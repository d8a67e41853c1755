/*
 *
 *  *
 *  *      Copyright (c) 2018-2025, SnackCloud All rights reserved.
 *  *
 *  *   Redistribution and use in source and binary forms, with or without
 *  *   modification, are permitted provided that the following conditions are met:
 *  *
 *  *   Redistributions of source code must retain the above copyright notice,
 *  *   this list of conditions and the following disclaimer.
 *  *   Redistributions in binary form must reproduce the above copyright
 *  *   notice, this list of conditions and the following disclaimer in the
 *  *   documentation and/or other materials provided with the distribution.
 *  *   Neither the name of the www.snackcloud.cn developer nor the names of its
 *  *   contributors may be used to endorse or promote products derived from
 *  *   this software without specific prior written permission.
 *  *   Author: SnackCloud
 *  *
 *
 */

//! The types most callers need, for a single glob import.

pub use crate::{
    EnabledFilters, EvictionPolicy, Filter, FilterDefinition, FilterQueryPlan, HqlConfig, HqlError, HqlQueryPlan,
    NativeSqlQueryPlan, NativeSqlQuerySpecification, QueryParameters, QueryPlanCache, QueryTranslator,
    QueryTranslatorFactory, Result, Row, RowSelection, SessionContext, SessionFactory,
};
pub use hqlplan_core::{HqlValue, IntoHqlValue, ParameterMetadata, SqlType};
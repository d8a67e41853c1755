/*
 *
 *  *
 *  *      Copyright (c) 2018-2025, SnackCloud All rights reserved.
 *  *
 *  *   Redistribution and use in source and binary forms, with or without
 *  *   modification, are permitted provided that the following conditions are met:
 *  *
 *  *   Redistributions of source code must retain the above copyright notice,
 *  *   this list of conditions and the following disclaimer.
 *  *   Redistributions in binary form must reproduce the above copyright
 *  *   notice, this list of conditions and the following disclaimer in the
 *  *   documentation and/or other materials provided with the distribution.
 *  *   Neither the name of the www.snackcloud.cn developer nor the names of its
 *  *   contributors may be used to endorse or promote products derived from
 *  *   this software without specific prior written permission.
 *  *   Author: SnackCloud
 *  *
 *
 */

use indexmap::IndexMap;
use serde::{Deserialize, Serialize};

use crate::errors::{HqlError, Result};

/// Eviction policy of each bounded cache segment.
#[derive(Clone, Copy, Debug, Default, PartialEq, Eq, Serialize, Deserialize)]
#[serde(rename_all = "lowercase")]
pub enum EvictionPolicy {
    Lru,
    #[default]
    Lirs,
}

#[derive(Clone, Debug, PartialEq, Serialize, Deserialize)]
#[serde(default)]
pub struct HqlConfig {
    query_plan_cache_max_size: usize,
    parameter_metadata_max_size: usize,
    concurrency_level: usize,
    eviction: EvictionPolicy,
    statistics_enabled: bool,
    query_substitutions: IndexMap<String, String>,
}

impl Default for HqlConfig {
    fn default() -> Self {
        HqlConfig {
            query_plan_cache_max_size: 2048,
            parameter_metadata_max_size: 128,
            concurrency_level: 20,
            eviction: EvictionPolicy::Lirs,
            statistics_enabled: false,
            query_substitutions: IndexMap::new(),
        }
    }
}

impl HqlConfig {
    pub fn new() -> Self {
        Self::default()
    }

    /// Load a config from JSON; absent keys keep their defaults.
    pub fn from_json(json: &str) -> Result<Self> {
        let cfg: HqlConfig = serde_json::from_str(json)?;
        cfg.validate()?;
        Ok(cfg)
    }

    pub fn validate(&self) -> Result<()> {
        if self.query_plan_cache_max_size == 0 {
            return Err(HqlError::config_error("query_plan_cache_max_size must be greater than 0"));
        }
        if self.parameter_metadata_max_size == 0 {
            return Err(HqlError::config_error("parameter_metadata_max_size must be greater than 0"));
        }
        if self.concurrency_level == 0 {
            return Err(HqlError::config_error("concurrency_level must be greater than 0"));
        }
        Ok(())
    }

    pub fn set_query_plan_cache_max_size(mut self, max_size: usize) -> Self {
        self.query_plan_cache_max_size = max_size;
        self
    }

    pub fn query_plan_cache_max_size(&self) -> usize {
        self.query_plan_cache_max_size
    }

    pub fn set_parameter_metadata_max_size(mut self, max_size: usize) -> Self {
        self.parameter_metadata_max_size = max_size;
        self
    }

    pub fn parameter_metadata_max_size(&self) -> usize {
        self.parameter_metadata_max_size
    }

    pub fn set_concurrency_level(mut self, concurrency_level: usize) -> Self {
        self.concurrency_level = concurrency_level;
        self
    }

    pub fn concurrency_level(&self) -> usize {
        self.concurrency_level
    }

    pub fn set_eviction(mut self, eviction: EvictionPolicy) -> Self {
        self.eviction = eviction;
        self
    }

    pub fn eviction(&self) -> EvictionPolicy {
        self.eviction
    }

    pub fn set_statistics_enabled(mut self, enabled: bool) -> Self {
        self.statistics_enabled = enabled;
        self
    }

    pub fn statistics_enabled(&self) -> bool {
        self.statistics_enabled
    }

    pub fn set_query_substitution<K: Into<String>, V: Into<String>>(mut self, token: K, replacement: V) -> Self {
        self.query_substitutions.insert(token.into(), replacement.into());
        self
    }

    /// Replace the substitutions with the ones described by `spec`, e.g. `"true 1, false 0"`
    /// or `"yes=1, no=0"`.
    pub fn set_query_substitutions(mut self, spec: &str) -> Self {
        self.query_substitutions = parse_query_substitutions(spec);
        self
    }

    pub fn query_substitutions(&self) -> &IndexMap<String, String> {
        &self.query_substitutions
    }
}

/// Comma separated `token replacement` pairs; `=` may stand in for the space.
/// A token without a replacement maps to the empty string.
pub fn parse_query_substitutions(spec: &str) -> IndexMap<String, String> {
    spec.split(',')
        .map(str::trim)
        .filter(|pair| !pair.is_empty())
        .map(|pair| {
            let mut parts = pair.splitn(2, |c: char| c == '=' || c.is_whitespace());
            let token = parts.next().unwrap_or_default().trim().to_string();
            let replacement = parts.next().unwrap_or_default().trim().to_string();
            (token, replacement)
        })
        .collect()
}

• Your assignment: Note each line of the entries that has "EvictionPolicy" in it, and copy those lines.

• Result:
    EnabledFilters, EvictionPolicy, Filter, FilterDefinition, FilterQueryPlan, HqlConfig, HqlError, HqlQueryPlan,
pub enum EvictionPolicy {
    eviction: EvictionPolicy,
            eviction: EvictionPolicy::Lirs,
    pub fn set_eviction(mut self, eviction: EvictionPolicy) -> Self {
    pub fn eviction(&self) -> EvictionPolicy {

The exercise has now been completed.